時世と人間---不学無術⑯・・・水雲問答
雲 とかく世の中の人というものは、本当の意味で学ばない。学ばないから適切な
方法や手立てを知らない。そのために古人のやった失敗を同じように繰り返して
気がつかないのです。これは一時の現象を見ておりますと気がつきませぬが、少
し永い目で人間の思想・行動を調べてきますと、ちょぅど科学にも原理・原則が
あるように、人間の思想や生活にもちゃんと原理・原則がありまして、古今東西
少しも変わりません。この原則をしらないいで、思いつきやうろたえたことをや
るものですから、みな失敗いたします。
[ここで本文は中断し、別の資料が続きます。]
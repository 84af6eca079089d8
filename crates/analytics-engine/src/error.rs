use axum::{
    http::StatusCode,
    response::{IntoResponse, Response},
    Json,
};
use serde::Serialize;
use std::fmt::{self, Display};

pub const INVALID_CALIBRATION: &str = "INVALID_CALIBRATION";
pub const PROJECTION_UNAVAILABLE: &str = "PROJECTION_UNAVAILABLE";
pub const QUERY_PARAMETER_INVALID: &str = "QUERY_PARAMETER_INVALID";
pub const INTERNAL: &str = "INTERNAL";

/// API-surface error carrying a machine-readable code alongside the message.
#[derive(Debug)]
pub struct ApiError {
    status: StatusCode,
    code: &'static str,
    message: String,
}

impl ApiError {
    pub fn new(status: StatusCode, code: &'static str, message: impl Into<String>) -> Self {
        Self {
            status,
            code,
            message: message.into(),
        }
    }

    pub fn invalid_calibration(message: impl Into<String>) -> Self {
        Self::new(StatusCode::BAD_REQUEST, INVALID_CALIBRATION, message)
    }

    pub fn projection_unavailable() -> Self {
        Self::new(
            StatusCode::NOT_FOUND,
            PROJECTION_UNAVAILABLE,
            "no valid calibration profile is active",
        )
    }

    pub fn invalid_query(message: impl Into<String>) -> Self {
        Self::new(StatusCode::BAD_REQUEST, QUERY_PARAMETER_INVALID, message)
    }

    pub fn internal(message: impl Into<String>) -> Self {
        Self::new(StatusCode::INTERNAL_SERVER_ERROR, INTERNAL, message)
    }

    pub fn code(&self) -> &'static str {
        self.code
    }
}

impl IntoResponse for ApiError {
    fn into_response(self) -> Response {
        let body = Json(ErrorBody {
            code: self.code,
            error: self.message,
        });
        (self.status, body).into_response()
    }
}

impl Display for ApiError {
    fn fmt(&self, f: &mut fmt::Formatter<'_>) -> fmt::Result {
        write!(f, "{}: {} ({})", self.code, self.message, self.status)
    }
}

impl std::error::Error for ApiError {}

impl From<anyhow::Error> for ApiError {
    fn from(value: anyhow::Error) -> Self {
        Self::internal(value.to_string())
    }
}

#[derive(Serialize)]
struct ErrorBody {
    code: &'static str,
    error: String,
}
成功したり、失敗しりするところはそれ
ぞれの実例においてみな違いますが、もとは同じ処から起っております。ちゃん
とお手本は人間の歴史に示されておるのです。にもかかわらずそういう深謀遠慮
などに夢にも知らず、現在只今うかうかとすごして、刹那刹那の平和を楽しんで
おることは実になげかわしいことであります。
水 ある日、名相に向かって、友人が雀光の伝を読まれたかと、尋ねましたところ
「いやまだ読んでない」と答えると、そのまま何も言いませんでした。そこで名相
は家に帰って早速調べました。そして「不学無術」という言葉のあることを発見
して、はあ、これだ、と悟ったということであります。
●当時の勢いとその人のほど
雲 およそ国家のことは、まず時務というものと、それに処する人物の出来具合を
考えて、いたずらに高望みすることなく、具体性・実現性のあることを考えなけ
ればなりません。出来ない人間に大きなことや無理な注文をしても仕方がないこ
とです。時務と違って、その時代に処して、どうしなければならないかという活
きた問題です。単なるビジネスではない。その時勢・時節にぴったりの大事な仕
事を言います。
水 まことに適切なお思いやりのあるお考えです。人物相応・柄相応のことは考え
なければなりません。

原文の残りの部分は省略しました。